EXERCISE GOAL: How many lines in the records below contain the word "page"? Answer with the number and nothing else.

RECORDS FOR THIS EXERCISE below:

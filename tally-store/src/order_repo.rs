use async_trait::async_trait;
use chrono::{DateTime, Utc};
use rust_decimal::Decimal;
use sqlx::{PgPool, Postgres, QueryBuilder};
use uuid::Uuid;
use tally_core::repository::{MarkPaid, OrderRepository, PaymentRecord, StoreError};
use tally_core::{Order, OrderItem, OrderReceipt, OrderStatus, PaginationParams, StoredOrder};

const ORDER_COLUMNS: &str =
    "id, total_amount, total_items, status, paid, paid_at, payment_reference, created_at, updated_at";

pub struct StoreOrderRepository {
    pool: PgPool,
}

impl StoreOrderRepository {
    pub fn new(pool: PgPool) -> Self {
        Self { pool }
    }
}

// Internal structs for type-safe querying
#[derive(sqlx::FromRow)]
struct OrderRow {
    id: Uuid,
    total_amount: Decimal,
    total_items: i32,
    status: String,
    paid: bool,
    paid_at: Option<DateTime<Utc>>,
    payment_reference: Option<String>,
    created_at: DateTime<Utc>,
    updated_at: DateTime<Utc>,
}

impl TryFrom<OrderRow> for Order {
    type Error = StoreError;

    fn try_from(row: OrderRow) -> Result<Self, Self::Error> {
        let status = row
            .status
            .parse::<OrderStatus>()
            .map_err(|e| StoreError::Corrupt(format!("order {}: {}", row.id, e)))?;

        Ok(Order {
            id: row.id,
            total_amount: row.total_amount,
            total_items: row.total_items,
            status,
            paid: row.paid,
            paid_at: row.paid_at,
            payment_reference: row.payment_reference,
            created_at: row.created_at,
            updated_at: row.updated_at,
        })
    }
}

#[derive(sqlx::FromRow)]
struct OrderItemRow {
    id: Uuid,
    order_id: Uuid,
    product_id: String,
    quantity: i32,
    price: Decimal,
}

impl From<OrderItemRow> for OrderItem {
    fn from(row: OrderItemRow) -> Self {
        OrderItem {
            id: row.id,
            order_id: row.order_id,
            product_id: row.product_id,
            quantity: row.quantity,
            price: row.price,
        }
    }
}

#[derive(sqlx::FromRow)]
struct ReceiptRow {
    id: Uuid,
    order_id: Uuid,
    receipt_url: String,
    created_at: DateTime<Utc>,
}

impl From<ReceiptRow> for OrderReceipt {
    fn from(row: ReceiptRow) -> Self {
        OrderReceipt {
            id: row.id,
            order_id: row.order_id,
            receipt_url: row.receipt_url,
            created_at: row.created_at,
        }
    }
}

fn backend(err: sqlx::Error) -> StoreError {
    StoreError::Backend(err.to_string())
}

#[async_trait]
impl OrderRepository for StoreOrderRepository {
    async fn create_order(&self, order: &Order, items: &[OrderItem]) -> Result<(), StoreError> {
        let mut tx = self.pool.begin().await.map_err(backend)?;

        sqlx::query(
            r#"
            INSERT INTO orders (id, total_amount, total_items, status, paid, paid_at, payment_reference, created_at, updated_at)
            VALUES ($1, $2, $3, $4, $5, $6, $7, $8, $9)
            "#,
        )
        .bind(order.id)
        .bind(order.total_amount)
        .bind(order.total_items)
        .bind(order.status.as_str())
        .bind(order.paid)
        .bind(order.paid_at)
        .bind(order.payment_reference.as_deref())
        .bind(order.created_at)
        .bind(order.updated_at)
        .execute(&mut *tx)
        .await
        .map_err(backend)?;

        if !items.is_empty() {
            let mut insert: QueryBuilder<Postgres> =
                QueryBuilder::new("INSERT INTO order_items (id, order_id, line_no, product_id, quantity, price) ");
            insert.push_values(items.iter().enumerate(), |mut row, (line_no, item)| {
                row.push_bind(item.id)
                    .push_bind(item.order_id)
                    .push_bind(line_no as i32)
                    .push_bind(item.product_id.as_str())
                    .push_bind(item.quantity)
                    .push_bind(item.price);
            });
            insert.build().execute(&mut *tx).await.map_err(backend)?;
        }

        tx.commit().await.map_err(backend)?;
        Ok(())
    }

    async fn count_orders(&self, status: Option<OrderStatus>) -> Result<u64, StoreError> {
        let total: i64 = sqlx::query_scalar(
            "SELECT COUNT(*) FROM orders WHERE ($1::TEXT IS NULL OR status = $1)",
        )
        .bind(status.map(|s| s.as_str()))
        .fetch_one(&self.pool)
        .await
        .map_err(backend)?;

        Ok(total as u64)
    }

    async fn list_orders(
        &self,
        status: Option<OrderStatus>,
        page: &PaginationParams,
    ) -> Result<Vec<Order>, StoreError> {
        let sql = format!(
            "SELECT {} FROM orders WHERE ($1::TEXT IS NULL OR status = $1) ORDER BY created_at ASC, id ASC LIMIT $2 OFFSET $3",
            ORDER_COLUMNS
        );

        let offset = i64::try_from(page.offset())
            .map_err(|_| StoreError::Backend(format!("offset {} is out of range", page.offset())))?;

        let rows: Vec<OrderRow> = sqlx::query_as(&sql)
            .bind(status.map(|s| s.as_str()))
            .bind(i64::from(page.limit))
            .bind(offset)
            .fetch_all(&self.pool)
            .await
            .map_err(backend)?;

        rows.into_iter().map(Order::try_from).collect()
    }

    async fn get_order(&self, id: Uuid) -> Result<Option<StoredOrder>, StoreError> {
        let sql = format!("SELECT {} FROM orders WHERE id = $1", ORDER_COLUMNS);
        let Some(row) = sqlx::query_as::<_, OrderRow>(&sql)
            .bind(id)
            .fetch_optional(&self.pool)
            .await
            .map_err(backend)?
        else {
            return Ok(None);
        };

        let items: Vec<OrderItemRow> = sqlx::query_as(
            "SELECT id, order_id, product_id, quantity, price FROM order_items WHERE order_id = $1 ORDER BY line_no",
        )
        .bind(id)
        .fetch_all(&self.pool)
        .await
        .map_err(backend)?;

        let receipt: Option<ReceiptRow> = sqlx::query_as(
            "SELECT id, order_id, receipt_url, created_at FROM order_receipts WHERE order_id = $1",
        )
        .bind(id)
        .fetch_optional(&self.pool)
        .await
        .map_err(backend)?;

        Ok(Some(StoredOrder {
            order: Order::try_from(row)?,
            items: items.into_iter().map(OrderItem::from).collect(),
            receipt: receipt.map(OrderReceipt::from),
        }))
    }

    async fn update_order_status(
        &self,
        id: Uuid,
        status: OrderStatus,
    ) -> Result<Option<Order>, StoreError> {
        let sql = format!(
            "UPDATE orders SET status = $1, updated_at = NOW() WHERE id = $2 RETURNING {}",
            ORDER_COLUMNS
        );

        let row: Option<OrderRow> = sqlx::query_as(&sql)
            .bind(status.as_str())
            .bind(id)
            .fetch_optional(&self.pool)
            .await
            .map_err(backend)?;

        row.map(Order::try_from).transpose()
    }

    async fn mark_paid(&self, id: Uuid, payment: &PaymentRecord) -> Result<MarkPaid, StoreError> {
        let mut tx = self.pool.begin().await.map_err(backend)?;

        // Row lock serialises concurrent confirmations for the same order
        let locked: Option<Uuid> = sqlx::query_scalar("SELECT id FROM orders WHERE id = $1 FOR UPDATE")
            .bind(id)
            .fetch_optional(&mut *tx)
            .await
            .map_err(backend)?;
        if locked.is_none() {
            return Ok(MarkPaid::NotFound);
        }

        let has_receipt: bool =
            sqlx::query_scalar("SELECT EXISTS (SELECT 1 FROM order_receipts WHERE order_id = $1)")
                .bind(id)
                .fetch_one(&mut *tx)
                .await
                .map_err(backend)?;
        if has_receipt {
            return Ok(MarkPaid::AlreadyPaid);
        }

        sqlx::query(
            r#"
            UPDATE orders
            SET status = $1, paid = TRUE, paid_at = $2, payment_reference = $3, updated_at = NOW()
            WHERE id = $4
            "#,
        )
        .bind(OrderStatus::Paid.as_str())
        .bind(payment.paid_at)
        .bind(payment.payment_reference.as_str())
        .bind(id)
        .execute(&mut *tx)
        .await
        .map_err(backend)?;

        sqlx::query(
            "INSERT INTO order_receipts (id, order_id, receipt_url, created_at) VALUES ($1, $2, $3, $4)",
        )
        .bind(payment.receipt.id)
        .bind(id)
        .bind(payment.receipt.receipt_url.as_str())
        .bind(payment.receipt.created_at)
        .execute(&mut *tx)
        .await
        .map_err(backend)?;

        tx.commit().await.map_err(backend)?;
        Ok(MarkPaid::Applied)
    }
}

End of RECORDS FOR THIS EXERCISE.

WRITTEN RESPONSE: 4